Through the line that contains "only setup problems", return the data below exactly, starting at its first line; leave the rest out.

─── Dataset content ───

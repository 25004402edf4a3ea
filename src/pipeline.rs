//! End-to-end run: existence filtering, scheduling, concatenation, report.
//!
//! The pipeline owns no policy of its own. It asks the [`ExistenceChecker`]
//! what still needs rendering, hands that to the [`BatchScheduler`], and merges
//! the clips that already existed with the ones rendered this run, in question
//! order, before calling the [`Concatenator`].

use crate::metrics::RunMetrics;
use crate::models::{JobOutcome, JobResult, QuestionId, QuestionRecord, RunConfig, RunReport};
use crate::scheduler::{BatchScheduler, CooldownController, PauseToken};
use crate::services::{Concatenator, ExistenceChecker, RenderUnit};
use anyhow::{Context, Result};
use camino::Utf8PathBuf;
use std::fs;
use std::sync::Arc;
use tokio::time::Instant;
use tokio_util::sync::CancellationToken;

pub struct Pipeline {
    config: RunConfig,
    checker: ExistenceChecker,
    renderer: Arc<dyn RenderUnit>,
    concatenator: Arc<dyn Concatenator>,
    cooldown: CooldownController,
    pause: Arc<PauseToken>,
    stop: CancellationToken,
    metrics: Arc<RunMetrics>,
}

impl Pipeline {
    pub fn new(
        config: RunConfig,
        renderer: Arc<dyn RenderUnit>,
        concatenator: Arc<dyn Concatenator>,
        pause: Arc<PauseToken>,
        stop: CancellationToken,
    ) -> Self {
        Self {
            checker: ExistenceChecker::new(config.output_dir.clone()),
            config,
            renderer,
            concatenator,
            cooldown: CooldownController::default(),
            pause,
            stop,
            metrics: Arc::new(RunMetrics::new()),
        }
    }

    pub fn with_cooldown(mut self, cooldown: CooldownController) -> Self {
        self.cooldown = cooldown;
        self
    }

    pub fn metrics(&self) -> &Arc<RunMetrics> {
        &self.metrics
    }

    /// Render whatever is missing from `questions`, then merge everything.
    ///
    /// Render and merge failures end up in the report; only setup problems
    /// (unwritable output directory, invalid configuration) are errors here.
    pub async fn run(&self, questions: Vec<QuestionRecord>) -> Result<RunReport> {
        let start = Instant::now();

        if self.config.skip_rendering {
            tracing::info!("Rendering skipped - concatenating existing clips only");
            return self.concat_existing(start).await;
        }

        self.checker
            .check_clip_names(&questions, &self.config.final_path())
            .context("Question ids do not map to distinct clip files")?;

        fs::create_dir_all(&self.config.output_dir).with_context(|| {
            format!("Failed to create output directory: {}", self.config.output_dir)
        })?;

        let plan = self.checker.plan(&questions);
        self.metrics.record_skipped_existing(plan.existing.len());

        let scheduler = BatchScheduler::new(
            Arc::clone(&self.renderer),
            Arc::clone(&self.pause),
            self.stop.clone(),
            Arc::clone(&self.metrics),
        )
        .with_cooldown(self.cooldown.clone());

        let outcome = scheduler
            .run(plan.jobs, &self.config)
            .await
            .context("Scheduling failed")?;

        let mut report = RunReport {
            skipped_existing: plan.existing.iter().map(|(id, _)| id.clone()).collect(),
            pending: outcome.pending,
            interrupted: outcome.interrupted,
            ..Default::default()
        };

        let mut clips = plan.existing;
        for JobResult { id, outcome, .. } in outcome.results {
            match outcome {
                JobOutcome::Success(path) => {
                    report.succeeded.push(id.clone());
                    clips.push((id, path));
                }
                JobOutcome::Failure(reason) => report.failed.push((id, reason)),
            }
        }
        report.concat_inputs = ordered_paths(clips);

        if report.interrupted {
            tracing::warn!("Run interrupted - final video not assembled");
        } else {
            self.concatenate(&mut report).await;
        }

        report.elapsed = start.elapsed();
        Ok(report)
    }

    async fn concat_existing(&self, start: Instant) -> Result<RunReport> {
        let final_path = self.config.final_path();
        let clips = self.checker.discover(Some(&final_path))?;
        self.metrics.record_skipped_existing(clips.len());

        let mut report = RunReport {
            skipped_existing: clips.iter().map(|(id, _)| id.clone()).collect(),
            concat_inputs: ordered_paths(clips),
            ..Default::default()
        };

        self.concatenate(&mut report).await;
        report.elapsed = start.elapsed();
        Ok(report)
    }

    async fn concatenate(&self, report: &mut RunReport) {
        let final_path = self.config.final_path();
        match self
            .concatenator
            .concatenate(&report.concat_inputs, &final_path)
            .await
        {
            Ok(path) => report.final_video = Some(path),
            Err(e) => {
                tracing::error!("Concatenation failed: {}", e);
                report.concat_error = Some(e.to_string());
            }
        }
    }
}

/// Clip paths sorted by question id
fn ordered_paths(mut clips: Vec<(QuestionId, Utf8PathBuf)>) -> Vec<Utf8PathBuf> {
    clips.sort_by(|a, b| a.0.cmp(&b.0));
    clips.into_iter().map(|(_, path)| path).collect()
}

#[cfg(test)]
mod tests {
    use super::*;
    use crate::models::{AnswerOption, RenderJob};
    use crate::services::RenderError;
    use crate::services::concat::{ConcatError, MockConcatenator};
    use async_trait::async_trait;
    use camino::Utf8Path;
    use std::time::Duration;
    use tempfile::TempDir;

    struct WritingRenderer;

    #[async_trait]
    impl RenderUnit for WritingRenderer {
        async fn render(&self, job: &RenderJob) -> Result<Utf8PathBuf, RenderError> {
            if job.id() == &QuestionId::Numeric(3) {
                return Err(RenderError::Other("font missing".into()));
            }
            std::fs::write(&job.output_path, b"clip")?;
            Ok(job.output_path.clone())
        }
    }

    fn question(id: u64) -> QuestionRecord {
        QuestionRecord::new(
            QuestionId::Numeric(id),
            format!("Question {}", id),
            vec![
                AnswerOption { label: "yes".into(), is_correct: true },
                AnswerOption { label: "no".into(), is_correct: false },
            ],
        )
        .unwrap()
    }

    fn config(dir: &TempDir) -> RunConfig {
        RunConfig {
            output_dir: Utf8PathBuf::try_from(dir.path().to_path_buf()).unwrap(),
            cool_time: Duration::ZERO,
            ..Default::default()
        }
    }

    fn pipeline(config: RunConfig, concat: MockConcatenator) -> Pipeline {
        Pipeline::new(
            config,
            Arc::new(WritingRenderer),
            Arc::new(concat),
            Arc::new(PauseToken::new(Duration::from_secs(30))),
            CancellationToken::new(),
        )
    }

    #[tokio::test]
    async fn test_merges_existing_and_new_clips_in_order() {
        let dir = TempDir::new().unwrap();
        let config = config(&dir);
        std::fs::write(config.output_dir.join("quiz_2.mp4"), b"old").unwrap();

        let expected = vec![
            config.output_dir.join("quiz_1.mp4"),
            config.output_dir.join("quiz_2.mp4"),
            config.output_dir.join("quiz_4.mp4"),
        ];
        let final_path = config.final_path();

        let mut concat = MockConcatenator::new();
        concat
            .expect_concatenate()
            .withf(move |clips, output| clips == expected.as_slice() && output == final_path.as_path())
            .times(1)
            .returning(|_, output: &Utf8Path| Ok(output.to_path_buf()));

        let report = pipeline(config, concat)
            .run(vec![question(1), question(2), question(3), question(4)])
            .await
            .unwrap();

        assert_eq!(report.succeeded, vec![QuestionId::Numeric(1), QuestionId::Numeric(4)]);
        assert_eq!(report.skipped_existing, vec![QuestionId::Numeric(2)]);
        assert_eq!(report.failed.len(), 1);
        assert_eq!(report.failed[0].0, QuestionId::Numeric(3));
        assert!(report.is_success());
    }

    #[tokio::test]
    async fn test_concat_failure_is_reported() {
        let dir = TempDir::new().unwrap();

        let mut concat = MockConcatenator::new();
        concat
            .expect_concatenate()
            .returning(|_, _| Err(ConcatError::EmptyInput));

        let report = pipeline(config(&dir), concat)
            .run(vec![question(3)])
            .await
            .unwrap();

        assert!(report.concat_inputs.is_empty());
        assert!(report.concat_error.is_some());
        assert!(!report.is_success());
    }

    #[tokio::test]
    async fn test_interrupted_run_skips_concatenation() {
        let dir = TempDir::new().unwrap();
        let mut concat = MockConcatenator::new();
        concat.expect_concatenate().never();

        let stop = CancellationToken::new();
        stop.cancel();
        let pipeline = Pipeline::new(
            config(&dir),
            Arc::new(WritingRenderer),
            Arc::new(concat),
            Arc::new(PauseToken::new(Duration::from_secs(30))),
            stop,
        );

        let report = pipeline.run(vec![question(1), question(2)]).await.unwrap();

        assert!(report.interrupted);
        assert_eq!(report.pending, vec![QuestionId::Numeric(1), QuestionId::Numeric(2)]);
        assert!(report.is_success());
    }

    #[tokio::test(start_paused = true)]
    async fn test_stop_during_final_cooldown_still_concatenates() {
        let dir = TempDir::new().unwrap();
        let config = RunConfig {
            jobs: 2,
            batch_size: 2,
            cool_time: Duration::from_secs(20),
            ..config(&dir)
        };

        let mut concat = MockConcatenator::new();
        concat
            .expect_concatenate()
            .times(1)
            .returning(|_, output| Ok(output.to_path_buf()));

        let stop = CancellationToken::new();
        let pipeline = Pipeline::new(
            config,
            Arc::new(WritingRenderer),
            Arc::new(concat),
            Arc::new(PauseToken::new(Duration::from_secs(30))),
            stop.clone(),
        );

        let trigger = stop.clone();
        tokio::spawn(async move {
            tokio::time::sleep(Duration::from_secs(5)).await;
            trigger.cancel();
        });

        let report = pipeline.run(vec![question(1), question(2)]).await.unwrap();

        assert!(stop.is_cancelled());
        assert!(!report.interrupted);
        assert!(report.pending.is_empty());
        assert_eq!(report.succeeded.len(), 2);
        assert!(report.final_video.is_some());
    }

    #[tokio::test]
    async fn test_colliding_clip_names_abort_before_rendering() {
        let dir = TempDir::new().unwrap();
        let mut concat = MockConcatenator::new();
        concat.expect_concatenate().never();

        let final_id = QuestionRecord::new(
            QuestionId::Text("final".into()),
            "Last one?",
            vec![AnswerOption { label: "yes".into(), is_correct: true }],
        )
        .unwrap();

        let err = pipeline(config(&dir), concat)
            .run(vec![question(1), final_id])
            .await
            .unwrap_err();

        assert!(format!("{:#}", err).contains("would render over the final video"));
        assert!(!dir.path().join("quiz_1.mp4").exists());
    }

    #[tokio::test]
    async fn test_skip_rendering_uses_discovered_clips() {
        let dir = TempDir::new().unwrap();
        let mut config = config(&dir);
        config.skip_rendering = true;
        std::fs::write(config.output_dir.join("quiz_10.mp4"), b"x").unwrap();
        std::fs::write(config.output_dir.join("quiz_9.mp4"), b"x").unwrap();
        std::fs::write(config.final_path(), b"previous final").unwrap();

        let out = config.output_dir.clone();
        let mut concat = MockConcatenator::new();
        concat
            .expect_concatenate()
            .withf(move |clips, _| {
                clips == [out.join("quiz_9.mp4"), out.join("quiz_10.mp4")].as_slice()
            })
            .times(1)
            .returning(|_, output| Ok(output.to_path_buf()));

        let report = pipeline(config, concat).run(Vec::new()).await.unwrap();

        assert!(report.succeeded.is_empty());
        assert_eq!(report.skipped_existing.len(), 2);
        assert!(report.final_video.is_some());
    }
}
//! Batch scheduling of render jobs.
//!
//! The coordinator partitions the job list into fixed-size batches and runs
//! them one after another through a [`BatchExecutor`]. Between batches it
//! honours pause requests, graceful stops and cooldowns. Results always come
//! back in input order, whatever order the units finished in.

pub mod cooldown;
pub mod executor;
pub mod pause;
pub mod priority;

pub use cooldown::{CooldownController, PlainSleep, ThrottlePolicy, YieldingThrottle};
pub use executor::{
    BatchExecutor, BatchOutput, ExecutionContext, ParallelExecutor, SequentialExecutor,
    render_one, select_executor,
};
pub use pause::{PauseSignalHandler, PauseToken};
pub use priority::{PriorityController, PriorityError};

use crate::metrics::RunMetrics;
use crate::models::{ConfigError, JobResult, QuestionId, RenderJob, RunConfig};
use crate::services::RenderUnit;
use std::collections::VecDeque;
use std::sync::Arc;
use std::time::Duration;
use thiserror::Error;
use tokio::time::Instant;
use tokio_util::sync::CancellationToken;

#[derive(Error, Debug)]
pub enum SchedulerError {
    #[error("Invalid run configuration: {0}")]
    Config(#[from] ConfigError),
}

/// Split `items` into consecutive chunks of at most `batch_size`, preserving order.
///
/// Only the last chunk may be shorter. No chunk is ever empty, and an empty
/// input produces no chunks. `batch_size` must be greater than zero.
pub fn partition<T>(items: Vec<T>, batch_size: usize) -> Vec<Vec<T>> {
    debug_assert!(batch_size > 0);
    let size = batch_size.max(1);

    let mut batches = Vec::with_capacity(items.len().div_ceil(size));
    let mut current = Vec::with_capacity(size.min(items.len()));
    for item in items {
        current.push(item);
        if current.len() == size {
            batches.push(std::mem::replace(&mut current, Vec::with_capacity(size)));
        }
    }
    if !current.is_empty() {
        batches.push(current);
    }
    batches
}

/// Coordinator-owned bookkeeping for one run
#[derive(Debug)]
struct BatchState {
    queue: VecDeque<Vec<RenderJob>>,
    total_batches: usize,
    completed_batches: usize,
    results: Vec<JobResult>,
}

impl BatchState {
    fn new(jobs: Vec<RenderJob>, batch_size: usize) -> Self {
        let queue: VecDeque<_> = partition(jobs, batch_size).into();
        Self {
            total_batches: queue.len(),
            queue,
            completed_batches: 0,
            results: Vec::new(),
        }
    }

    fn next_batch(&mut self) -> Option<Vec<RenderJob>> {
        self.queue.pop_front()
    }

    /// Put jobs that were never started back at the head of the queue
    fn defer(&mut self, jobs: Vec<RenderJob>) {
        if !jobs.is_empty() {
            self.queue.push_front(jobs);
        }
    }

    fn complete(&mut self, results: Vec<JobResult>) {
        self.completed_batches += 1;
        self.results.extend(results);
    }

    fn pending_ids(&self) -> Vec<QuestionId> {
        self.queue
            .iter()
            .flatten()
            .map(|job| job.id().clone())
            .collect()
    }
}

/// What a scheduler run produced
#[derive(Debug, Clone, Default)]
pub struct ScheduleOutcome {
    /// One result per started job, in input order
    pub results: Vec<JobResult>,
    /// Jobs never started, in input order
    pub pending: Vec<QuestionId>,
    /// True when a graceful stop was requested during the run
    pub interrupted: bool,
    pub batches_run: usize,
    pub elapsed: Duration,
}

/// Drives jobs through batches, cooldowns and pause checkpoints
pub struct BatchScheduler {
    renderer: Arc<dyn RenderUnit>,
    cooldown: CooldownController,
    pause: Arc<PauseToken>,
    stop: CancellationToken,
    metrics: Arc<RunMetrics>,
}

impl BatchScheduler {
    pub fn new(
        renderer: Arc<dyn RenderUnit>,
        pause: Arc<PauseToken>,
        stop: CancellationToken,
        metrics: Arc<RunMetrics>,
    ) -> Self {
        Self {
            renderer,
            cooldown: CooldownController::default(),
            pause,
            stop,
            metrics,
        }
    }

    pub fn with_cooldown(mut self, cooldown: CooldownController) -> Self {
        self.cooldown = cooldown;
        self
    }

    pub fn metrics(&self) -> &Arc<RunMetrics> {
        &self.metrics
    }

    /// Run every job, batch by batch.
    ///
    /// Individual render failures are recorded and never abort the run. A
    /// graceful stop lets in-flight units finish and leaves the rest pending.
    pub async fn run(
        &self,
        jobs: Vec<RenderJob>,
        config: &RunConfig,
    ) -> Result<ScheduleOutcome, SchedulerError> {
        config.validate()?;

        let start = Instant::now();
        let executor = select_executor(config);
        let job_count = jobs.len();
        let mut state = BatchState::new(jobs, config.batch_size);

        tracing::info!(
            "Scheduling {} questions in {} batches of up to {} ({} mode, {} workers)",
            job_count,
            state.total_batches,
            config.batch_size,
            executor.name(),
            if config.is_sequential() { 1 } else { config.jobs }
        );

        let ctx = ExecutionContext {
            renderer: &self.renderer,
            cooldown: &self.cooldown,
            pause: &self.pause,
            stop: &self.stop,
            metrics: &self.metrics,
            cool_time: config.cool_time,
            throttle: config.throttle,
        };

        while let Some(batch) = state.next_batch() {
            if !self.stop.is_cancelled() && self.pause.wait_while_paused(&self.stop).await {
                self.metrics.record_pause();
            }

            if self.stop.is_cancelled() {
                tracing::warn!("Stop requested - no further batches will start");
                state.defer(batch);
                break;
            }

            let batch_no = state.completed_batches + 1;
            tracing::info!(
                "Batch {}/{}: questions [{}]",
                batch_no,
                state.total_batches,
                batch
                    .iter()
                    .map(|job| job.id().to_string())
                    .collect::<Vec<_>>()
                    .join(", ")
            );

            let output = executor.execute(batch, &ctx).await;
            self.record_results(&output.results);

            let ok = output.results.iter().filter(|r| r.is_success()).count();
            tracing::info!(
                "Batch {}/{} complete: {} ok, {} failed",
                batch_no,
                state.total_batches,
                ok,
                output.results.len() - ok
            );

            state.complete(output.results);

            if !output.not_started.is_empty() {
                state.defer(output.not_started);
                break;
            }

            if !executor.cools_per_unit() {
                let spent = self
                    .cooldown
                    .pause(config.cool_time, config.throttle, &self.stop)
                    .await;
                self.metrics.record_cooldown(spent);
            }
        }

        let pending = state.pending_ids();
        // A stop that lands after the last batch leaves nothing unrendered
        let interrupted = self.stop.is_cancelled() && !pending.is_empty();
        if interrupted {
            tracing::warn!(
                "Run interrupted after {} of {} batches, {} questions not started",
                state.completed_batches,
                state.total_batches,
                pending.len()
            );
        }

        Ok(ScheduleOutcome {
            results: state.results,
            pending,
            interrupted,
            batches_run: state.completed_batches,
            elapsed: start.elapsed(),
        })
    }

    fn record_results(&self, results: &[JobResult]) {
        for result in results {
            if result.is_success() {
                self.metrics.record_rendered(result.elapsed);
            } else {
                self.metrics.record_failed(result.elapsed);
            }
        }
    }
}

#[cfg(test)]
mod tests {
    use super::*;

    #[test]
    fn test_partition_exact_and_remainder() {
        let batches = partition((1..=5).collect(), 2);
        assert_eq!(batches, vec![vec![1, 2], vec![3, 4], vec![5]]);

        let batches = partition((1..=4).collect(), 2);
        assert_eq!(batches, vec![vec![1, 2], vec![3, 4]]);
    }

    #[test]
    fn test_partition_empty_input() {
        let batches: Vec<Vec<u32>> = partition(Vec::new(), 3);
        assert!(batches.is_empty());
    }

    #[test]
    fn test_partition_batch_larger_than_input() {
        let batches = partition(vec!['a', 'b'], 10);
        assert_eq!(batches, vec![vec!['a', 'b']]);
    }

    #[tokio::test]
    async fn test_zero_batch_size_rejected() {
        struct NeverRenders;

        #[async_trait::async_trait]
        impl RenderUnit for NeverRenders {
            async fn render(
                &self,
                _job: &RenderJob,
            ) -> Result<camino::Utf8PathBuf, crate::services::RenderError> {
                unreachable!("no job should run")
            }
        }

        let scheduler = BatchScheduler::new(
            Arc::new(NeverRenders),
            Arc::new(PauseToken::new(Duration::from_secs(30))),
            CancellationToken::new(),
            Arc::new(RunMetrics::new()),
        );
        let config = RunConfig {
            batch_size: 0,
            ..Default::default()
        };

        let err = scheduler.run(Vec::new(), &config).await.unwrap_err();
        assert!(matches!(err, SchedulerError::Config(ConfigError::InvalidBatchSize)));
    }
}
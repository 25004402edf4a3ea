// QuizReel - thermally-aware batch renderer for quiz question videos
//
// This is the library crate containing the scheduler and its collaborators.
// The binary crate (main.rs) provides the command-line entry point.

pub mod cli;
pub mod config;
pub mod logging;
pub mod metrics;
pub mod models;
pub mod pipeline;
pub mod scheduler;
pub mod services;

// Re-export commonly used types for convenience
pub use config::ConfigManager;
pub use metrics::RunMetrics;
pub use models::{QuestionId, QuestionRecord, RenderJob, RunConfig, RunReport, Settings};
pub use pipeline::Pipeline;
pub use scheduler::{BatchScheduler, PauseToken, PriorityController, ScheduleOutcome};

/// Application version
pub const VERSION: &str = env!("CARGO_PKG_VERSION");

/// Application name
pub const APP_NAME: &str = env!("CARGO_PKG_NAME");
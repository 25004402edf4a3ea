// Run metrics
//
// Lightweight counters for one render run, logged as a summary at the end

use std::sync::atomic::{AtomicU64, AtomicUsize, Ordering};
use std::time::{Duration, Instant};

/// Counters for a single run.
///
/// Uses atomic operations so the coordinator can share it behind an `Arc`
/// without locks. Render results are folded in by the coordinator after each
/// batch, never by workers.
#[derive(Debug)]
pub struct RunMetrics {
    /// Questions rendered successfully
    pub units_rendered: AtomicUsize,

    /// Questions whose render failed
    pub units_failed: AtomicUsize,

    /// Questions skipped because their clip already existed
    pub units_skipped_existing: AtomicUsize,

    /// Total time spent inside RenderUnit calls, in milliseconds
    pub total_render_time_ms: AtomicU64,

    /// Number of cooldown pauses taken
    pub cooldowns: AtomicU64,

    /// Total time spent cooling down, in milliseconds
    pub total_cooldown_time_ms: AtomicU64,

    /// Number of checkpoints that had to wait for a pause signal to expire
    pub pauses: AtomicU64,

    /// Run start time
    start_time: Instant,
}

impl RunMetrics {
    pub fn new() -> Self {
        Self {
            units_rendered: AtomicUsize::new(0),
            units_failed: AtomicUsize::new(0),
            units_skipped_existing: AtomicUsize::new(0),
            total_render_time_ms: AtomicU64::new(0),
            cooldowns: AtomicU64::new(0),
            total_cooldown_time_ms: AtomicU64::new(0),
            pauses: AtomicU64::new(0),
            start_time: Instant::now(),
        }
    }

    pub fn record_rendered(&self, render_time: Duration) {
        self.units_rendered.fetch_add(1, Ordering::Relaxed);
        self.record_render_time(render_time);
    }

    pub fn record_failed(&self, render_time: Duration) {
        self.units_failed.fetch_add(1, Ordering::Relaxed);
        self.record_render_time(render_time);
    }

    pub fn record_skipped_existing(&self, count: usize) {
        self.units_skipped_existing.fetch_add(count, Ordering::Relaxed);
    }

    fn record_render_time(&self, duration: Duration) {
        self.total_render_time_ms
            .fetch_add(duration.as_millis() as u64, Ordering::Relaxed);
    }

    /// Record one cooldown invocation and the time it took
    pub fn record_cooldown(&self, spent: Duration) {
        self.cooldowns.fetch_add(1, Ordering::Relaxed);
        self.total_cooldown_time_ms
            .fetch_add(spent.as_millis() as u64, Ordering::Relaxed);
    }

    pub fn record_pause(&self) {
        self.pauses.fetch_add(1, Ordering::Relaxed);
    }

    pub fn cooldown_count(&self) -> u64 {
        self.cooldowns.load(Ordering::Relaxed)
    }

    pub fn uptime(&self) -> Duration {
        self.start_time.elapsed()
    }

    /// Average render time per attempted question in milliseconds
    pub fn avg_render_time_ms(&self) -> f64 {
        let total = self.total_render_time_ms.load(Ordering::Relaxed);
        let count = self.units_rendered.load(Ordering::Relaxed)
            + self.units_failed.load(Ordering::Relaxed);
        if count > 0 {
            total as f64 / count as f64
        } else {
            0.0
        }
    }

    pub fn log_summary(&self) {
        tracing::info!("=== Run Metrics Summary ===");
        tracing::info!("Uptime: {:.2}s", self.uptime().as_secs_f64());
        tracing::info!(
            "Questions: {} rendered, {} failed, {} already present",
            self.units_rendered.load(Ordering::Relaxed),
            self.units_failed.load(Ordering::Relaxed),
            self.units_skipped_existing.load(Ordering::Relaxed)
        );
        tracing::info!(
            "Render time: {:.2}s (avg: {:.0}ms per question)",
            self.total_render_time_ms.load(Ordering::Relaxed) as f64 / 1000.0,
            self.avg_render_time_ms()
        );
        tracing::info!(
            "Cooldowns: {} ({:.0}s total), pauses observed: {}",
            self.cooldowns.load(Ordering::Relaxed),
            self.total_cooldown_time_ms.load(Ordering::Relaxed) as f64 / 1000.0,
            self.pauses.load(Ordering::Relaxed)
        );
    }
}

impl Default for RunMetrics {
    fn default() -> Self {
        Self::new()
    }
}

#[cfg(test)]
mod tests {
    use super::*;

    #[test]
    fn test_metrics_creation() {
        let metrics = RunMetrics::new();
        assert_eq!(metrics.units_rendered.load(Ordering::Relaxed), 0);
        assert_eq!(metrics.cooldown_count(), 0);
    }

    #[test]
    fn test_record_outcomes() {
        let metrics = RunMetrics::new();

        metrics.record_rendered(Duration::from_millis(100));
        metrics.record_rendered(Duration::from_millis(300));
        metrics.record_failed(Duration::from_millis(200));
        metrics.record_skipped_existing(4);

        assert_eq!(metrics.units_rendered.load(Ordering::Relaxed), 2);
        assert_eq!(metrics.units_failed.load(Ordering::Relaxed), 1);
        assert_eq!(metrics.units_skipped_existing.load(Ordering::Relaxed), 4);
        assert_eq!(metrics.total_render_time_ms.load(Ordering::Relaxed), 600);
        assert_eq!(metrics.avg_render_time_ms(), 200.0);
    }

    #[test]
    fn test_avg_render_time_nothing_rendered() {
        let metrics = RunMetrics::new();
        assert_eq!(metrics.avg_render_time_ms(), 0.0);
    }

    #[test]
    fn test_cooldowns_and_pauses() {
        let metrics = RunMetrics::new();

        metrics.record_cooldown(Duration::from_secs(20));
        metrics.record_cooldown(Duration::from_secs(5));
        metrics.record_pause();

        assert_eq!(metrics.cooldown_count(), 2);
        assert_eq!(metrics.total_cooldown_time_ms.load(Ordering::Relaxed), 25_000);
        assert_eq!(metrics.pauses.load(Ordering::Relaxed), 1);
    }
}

───

- [Exercise answer]
repository 25004402edf4a3ea
filename src/pipeline.rs
//! End-to-end run: existence filtering, scheduling, concatenation, report.
//!
//! The pipeline owns no policy of its own. It asks the [`ExistenceChecker`]
//! what still needs rendering, hands that to the [`BatchScheduler`], and merges
//! the clips that already existed with the ones rendered this run, in question
//! order, before calling the [`Concatenator`].

use crate::metrics::RunMetrics;
use crate::models::{JobOutcome, JobResult, QuestionId, QuestionRecord, RunConfig, RunReport};
use crate::scheduler::{BatchScheduler, CooldownController, PauseToken};
use crate::services::{Concatenator, ExistenceChecker, RenderUnit};
use anyhow::{Context, Result};
use camino::Utf8PathBuf;
use std::fs;
use std::sync::Arc;
use tokio::time::Instant;
use tokio_util::sync::CancellationToken;

pub struct Pipeline {
    config: RunConfig,
    checker: ExistenceChecker,
    renderer: Arc<dyn RenderUnit>,
    concatenator: Arc<dyn Concatenator>,
    cooldown: CooldownController,
    pause: Arc<PauseToken>,
    stop: CancellationToken,
    metrics: Arc<RunMetrics>,
}

impl Pipeline {
    pub fn new(
        config: RunConfig,
        renderer: Arc<dyn RenderUnit>,
        concatenator: Arc<dyn Concatenator>,
        pause: Arc<PauseToken>,
        stop: CancellationToken,
    ) -> Self {
        Self {
            checker: ExistenceChecker::new(config.output_dir.clone()),
            config,
            renderer,
            concatenator,
            cooldown: CooldownController::default(),
            pause,
            stop,
            metrics: Arc::new(RunMetrics::new()),
        }
    }

    pub fn with_cooldown(mut self, cooldown: CooldownController) -> Self {
        self.cooldown = cooldown;
        self
    }

    pub fn metrics(&self) -> &Arc<RunMetrics> {
        &self.metrics
    }

    /// Render whatever is missing from `questions`, then merge everything.
    ///
    /// Render and merge failures end up in the report; only setup problems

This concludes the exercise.